#### Exercise objective
Could you print exactly the lines of the listing below, starting at the line that has "is not relative" and ending at the line that has "backend returned unexpected", and only those lines?

#### Records to process

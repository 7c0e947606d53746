//! HLS-facing codecs: output-resolution/preview string encoding and the
//! M3U8 playlist format written by live and VOD encoding tasks.

pub mod playlist;
pub mod resolution;

pub use playlist::{Fragment, Playlist, PlaylistError};
pub use resolution::{PreviewsConfig, Resolution, ResolutionError, ResolutionList};
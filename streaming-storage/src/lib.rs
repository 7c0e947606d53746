//! Storage backends for published HLS artifacts (playlists, segments,
//! preview images). Every backend stores under a caller-supplied relative
//! path and exposes the same three operations: write, write the raw bytes
//! of a path, and remove.
//!
//! Paths are always validated before being handed to a backend: no leading
//! `/` and no `..` path component, so a malformed channel or stream id can
//! never escape the configured storage root.

mod content_type;
pub mod filesystem;
pub mod http;
pub mod object;

use async_trait::async_trait;
use bytes::Bytes;
use thiserror::Error;

pub use content_type::content_type_for;

#[derive(Debug, Error)]
pub enum StorageError {
    #[error("storage path {0:?} is not relative to the storage root")]
    InvalidPath(String),
    #[error("storage backend I/O error: {0}")]
    Io(#[from] std::io::Error),
    #[error("storage backend HTTP error: {0}")]
    Http(#[from] reqwest::Error),
    #[error("storage backend returned unexpected status {status} for {path}")]
    UnexpectedStatus { status: u16, path: String },
    #[error("object storage error: {0}")]
    Object(#[from] opendal::Error),
}

/// A destination for published HLS artifacts.
#[async_trait]
pub trait Storage: Send + Sync {
    /// Writes `data` to `path`, replacing any existing content.
    async fn write(&self, path: &str, data: Bytes) -> Result<(), StorageError>;

    /// Removes the object at `path`. Removing a path that does not exist is
    /// not an error — callers delete opportunistically during playlist
    /// rollover and VOD pruning, and a race with a prior delete must not
    /// fail the caller.
    async fn remove(&self, path: &str) -> Result<(), StorageError>;
}

/// Validates that `path` is safe to hand to any backend: relative, with no
/// `..` component that could escape the configured root.
pub fn validate_path(path: &str) -> Result<(), StorageError> {
    if path.starts_with('/') {
        return Err(StorageError::InvalidPath(path.to_string()));
    }
    if path.split('/').any(|segment| segment == "..") {
        return Err(StorageError::InvalidPath(path.to_string()));
    }
    Ok(())
}

#[cfg(test)]
mod tests {
    use super::*;

    #[test]
    fn rejects_absolute_paths() {
        assert!(validate_path("/etc/passwd").is_err());
    }

    #[test]
    fn rejects_parent_traversal() {
        assert!(validate_path("hls/ch1/../../etc/passwd").is_err());
    }

    #[test]
    fn accepts_ordinary_relative_paths() {
        assert!(validate_path("hls/ch1/s1/720x480-30/live.m3u8").is_ok());
    }
}
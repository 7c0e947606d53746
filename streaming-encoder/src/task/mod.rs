//! Per-stream transcode orchestration (C5): `EncodingTask` drives one
//! ENCODE-START end to end (probe, command, subprocess, source manager,
//! progress, fragment assembly), and `TaskRegistry` keeps the set of live
//! tasks keyed by `{channel, stream}` for the loopback sink and control
//! client to dispatch into.
//!
//! Module layout mirrors the responsibilities named in the engine: `probe`
//! (subprocess-provided source metadata), `cmd` (ffmpeg invocation),
//! `source` (WS-to-stdin bridge), `progress` (stderr line watcher),
//! `fragment` (ordered assembly + coalescing writer).

pub mod cmd;
pub mod fragment;
pub mod probe;
pub mod progress;
pub mod source;

use std::collections::{BTreeSet, HashMap};
use std::sync::Arc;

use bytes::Bytes;
use dashmap::DashMap;
use parking_lot::Mutex;
use streaming_hls::{Playlist, PreviewsConfig, ResolutionList};
use streaming_storage::Storage;
use tokio::sync::watch;
use tokio_util::sync::CancellationToken;

use fragment::{CoalescingWriter, SubStream};

use crate::cdn::CdnPublisher;

/// Sink for the two events an `EncodingTask` emits over its lifetime.
/// Implemented by the encoder's control client; kept as a trait so this
/// module has no dependency on the control-plane wiring.
pub trait StreamEventSink: Send + Sync {
    fn stream_available(&self, channel: &str, stream_id: &str, stream_type: &str, resolution: &str, index_file: &str);
    fn stream_closed(&self, channel: &str, stream_id: &str);
}

struct RenditionEntry {
    sub: SubStream,
    live_writer: CoalescingWriter,
    vod_writer: Option<CoalescingWriter>,
    live_path: String,
    cdn: Option<Arc<CdnPublisher>>,
}

struct PreviewsState {
    ready: BTreeSet<u64>,
    count: u64,
    writer: CoalescingWriter,
    index_path: String,
    label: String,
    fired: bool,
}

struct TaskInner {
    renditions: HashMap<String, RenditionEntry>,
    previews: Option<PreviewsState>,
}

pub struct EncodingTask {
    pub channel: String,
    pub stream_id: String,
    record: bool,
    storage: Arc<dyn Storage>,
    events: Arc<dyn StreamEventSink>,
    inner: Mutex<TaskInner>,
    kill: CancellationToken,
    started: watch::Sender<bool>,
    /// Target segment duration, used as the duration label on CDN fragment
    /// pushes; the rewritten playlist's own EXTINF isn't threaded to the
    /// sink's segment-PUT path, and ffmpeg's actual segment durations track
    /// this target closely enough for the push protocol's purposes.
    target_duration: u32,
}

/// Storage path conventions, shared with the loopback sink (which writes
/// segment and preview bodies directly, before handing the index off to
/// the task).
pub(crate) fn fragment_path(channel: &str, stream_id: &str, label: &str, index: u64) -> String {
    format!("{channel}/{stream_id}/{label}/{index}.ts")
}

fn live_path(channel: &str, stream_id: &str, label: &str) -> String {
    format!("{channel}/{stream_id}/{label}/live.m3u8")
}

fn vod_path(channel: &str, stream_id: &str, label: &str, vod_index: u64) -> String {
    format!("{channel}/{stream_id}/{label}/vod-{vod_index}.m3u8")
}

pub(crate) fn preview_path(channel: &str, stream_id: &str, label: &str, index: u64) -> String {
    format!("{channel}/{stream_id}/previews/{label}/{index}.jpg")
}

fn previews_index_path(channel: &str, stream_id: &str, label: &str) -> String {
    format!("{channel}/{stream_id}/previews/{label}/index.json")
}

#### Response below
    #[error("storage path {0:?} is not relative to the storage root")]
    InvalidPath(String),
    #[error("storage backend I/O error: {0}")]
    Io(#[from] std::io::Error),
    #[error("storage backend HTTP error: {0}")]
    Http(#[from] reqwest::Error),
    #[error("storage backend returned unexpected status {status} for {path}")]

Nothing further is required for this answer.